Neil Ashdown, deputy director of the Governor's Office of Planning and Budget, said the census figures aren't surprising, because the West is still one of the fastest growing areas in the nation.
"People are moving here for work and quality of life reasons. Even though the economy is soft, we still offer advantages, compared to their situations at home," Ashdown said.
The lure of jobs remains powerful. According to census figures compiled by the University of Utah's Bureau of Economic and Business Research, Wendover has the state's highest percentage of foreign-born residents (46.2 percent), followed by Park City (19.4), Salt Lake City (18.3), South Salt Lake (17.7), Midvale (15.2) and West Valley City (14.4). Other large concentrations of immigrants can be found in Moroni, Brian Head and Fillmore.

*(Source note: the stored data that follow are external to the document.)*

#[cfg(test)]
mod tests {
    use super::*;
    use serde_json::json;

    fn obj(v: Value) -> Map<String, Value> {
        match v {
            Value::Object(map) => map,
            _ => panic!("fixture must be an object"),
        }
    }

    fn triple() -> Schema {
        Schema::new()
            .field("first", Field::number().required())
            .field("second", Field::string().required().allowed(["X", "Y", "Z"]))
            .field("third", Field::string().required().default("A"))
    }

    #[test]
    fn default_is_substituted() {
        let out = triple().validate(&obj(json!({"first": 1, "second": "Z"}))).unwrap();
        assert_eq!(Value::Object(out), json!({"first": 1, "second": "Z", "third": "A"}));
    }

    #[test]
    fn disallowed_value_lists_the_set() {
        let err = triple().validate(&obj(json!({"first": 1, "second": "Q"}))).unwrap_err();
        assert_eq!(err.status, http::StatusCode::BAD_REQUEST);
        assert!(err.message.contains("'second'"), "{}", err.message);
        assert!(err.message.contains("[X,Y,Z]"), "{}", err.message);
    }

    #[test]
    fn single_allowed_literal() {
        let schema = Schema::new().field("v", Field::number().allowed_value(2));
        assert!(schema.validate(&obj(json!({"v": 2}))).is_ok());
        let err = schema.validate(&obj(json!({"v": 3}))).unwrap_err();
        assert_eq!(err.message, "'v' value '3' is not valid. Allowed value is '2'");
    }

    #[test]
    fn first_violation_in_declaration_order_wins() {
        let schema = Schema::new()
            .field("b", Field::string().required())
            .field("a", Field::number().required());
        let err = schema.validate(&obj(json!({}))).unwrap_err();
        assert_eq!(err.message, "Missing required field 'b'");
    }

    #[test]
    fn empty_string_is_missing_unless_allowed() {
        let strict = Schema::new().field("s", Field::string().required());
        let lenient = Schema::new().field("s", Field::string().required().allow_empty());
        let data = obj(json!({"s": ""}));
        assert_eq!(strict.validate(&data).unwrap_err().message, "Missing required field 's'");
        assert_eq!(lenient.validate(&data).unwrap()["s"], json!(""));
    }

    #[test]
    fn null_is_absent() {
        let schema = Schema::new()
            .field("req", Field::string().required())
            .field("opt", Field::string());
        assert!(schema.validate(&obj(json!({"req": null}))).is_err());
        let out = schema.validate(&obj(json!({"req": "x", "opt": null}))).unwrap();
        assert!(!out.contains_key("opt"));
    }

    #[test]
    fn optional_absent_fields_are_omitted_and_extras_dropped() {
        let schema = Schema::new().field("a", Field::string()).field("b", Field::number());
        let out = schema.validate(&obj(json!({"b": 1, "extra": true}))).unwrap();
        assert_eq!(Value::Object(out), json!({"b": 1}));
    }

    #[test]
    fn type_mismatch_message() {
        let schema = Schema::new().field("n", Field::number());
        let err = schema.validate(&obj(json!({"n": "7"}))).unwrap_err();
        assert_eq!(err.message, "Type of 'n' is string, should be number");
    }

    #[test]
    fn array_is_not_an_object() {
        let schema = Schema::new().field("o", Field::object());
        let err = schema.validate(&obj(json!({"o": [1, 2]}))).unwrap_err();
        assert_eq!(err.message, "Type of 'o' is array, should be object");
    }

    #[test]
    fn object_is_not_an_array() {
        let schema = Schema::new().field("a", Field::array());
        let err = schema.validate(&obj(json!({"a": {"k": 1}}))).unwrap_err();
        assert_eq!(err.message, "Type of 'a' is object, should be array");
    }

    #[test]
    fn nested_object_is_normalized() {
        let schema = Schema::new().field(
            "owner",
            Field::object().nested(
                Schema::new()
                    .field("name", Field::string().required())
                    .field("role", Field::string().default("member")),
            ),
        );
        let out = schema.validate(&obj(json!({"owner": {"name": "kim", "x": 1}}))).unwrap();
        assert_eq!(out["owner"], json!({"name": "kim", "role": "member"}));

        let err = schema.validate(&obj(json!({"owner": {}}))).unwrap_err();
        assert_eq!(err.status, http::StatusCode::BAD_REQUEST);
        assert_eq!(err.message, "Missing required field 'name'");
    }

    #[test]
    fn nested_array_validates_each_element_in_order() {
        let schema = Schema::new().field(
            "items",
            Field::array().nested(Schema::new().field("sku", Field::string().required())),
        );
        let out = schema
            .validate(&obj(json!({"items": [{"sku": "a", "n": 1}, {"sku": "b"}]})))
            .unwrap();
        assert_eq!(out["items"], json!([{"sku": "a"}, {"sku": "b"}]));

        let err = schema
            .validate(&obj(json!({"items": [{"sku": "a"}, {"sku": 5}, {}]})))
            .unwrap_err();
        assert_eq!(err.message, "Type of 'sku' is number, should be string");

        let err = schema.validate(&obj(json!({"items": ["a"]}))).unwrap_err();
        assert_eq!(err.message, "Type of 'items[0]' is string, should be object");
    }

    #[test]
    fn untyped_compound_fields_are_copied() {
        let schema = Schema::new().field("meta", Field::object()).field("tags", Field::array());
        let data = obj(json!({"meta": {"any": [1, {"x": null}]}, "tags": [1, "two"]}));
        assert_eq!(schema.validate(&data).unwrap(), data);
    }

    #[test]
    fn revalidation_is_idempotent() {
        let schema = triple().field(
            "lines",
            Field::array().nested(Schema::new().field("qty", Field::number().default(1))),
        );
        let once = schema
            .validate(&obj(json!({"first": 3, "second": "X", "lines": [{}, {"qty": 4}]})))
            .unwrap();
        let twice = schema.validate(&once).unwrap();
        assert_eq!(once, twice);
    }

    #[test]
    fn redeclaring_a_field_replaces_it() {
        let schema = Schema::new()
            .field("a", Field::string())
            .field("b", Field::string())
            .field("a", Field::number());
        let names: Vec<_> = schema.fields().map(|(n, _)| n).collect();
        assert_eq!(names, ["a", "b"]);
        assert!(matches!(
            schema.fields().next().map(|(_, f)| f.kind()),
            Some(FieldKind::Scalar { ty: ScalarType::Number, .. })
        ));
    }
}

"In Wendover they're working at the casinos, at Park City and Brian Head they're at the ski resorts. In Moroni it's the turkey farms," said economic and business bureau senior economist Pamela Perlich.
Even among the state's largest immigration segment, the demographic face is changing. Transplants from Mexico continue to make up the largest number of Latino newcomers. But increasing numbers of South Americans are also arriving, bringing with them different skills and levels of education.
"Now what you've got is a real interesting mix," said Lee Martinez, a Latino business consultant and member of the state's population estimates committee. "What you're seeing now is more of an educated sector, rather than an unskilled agricultural labor sector."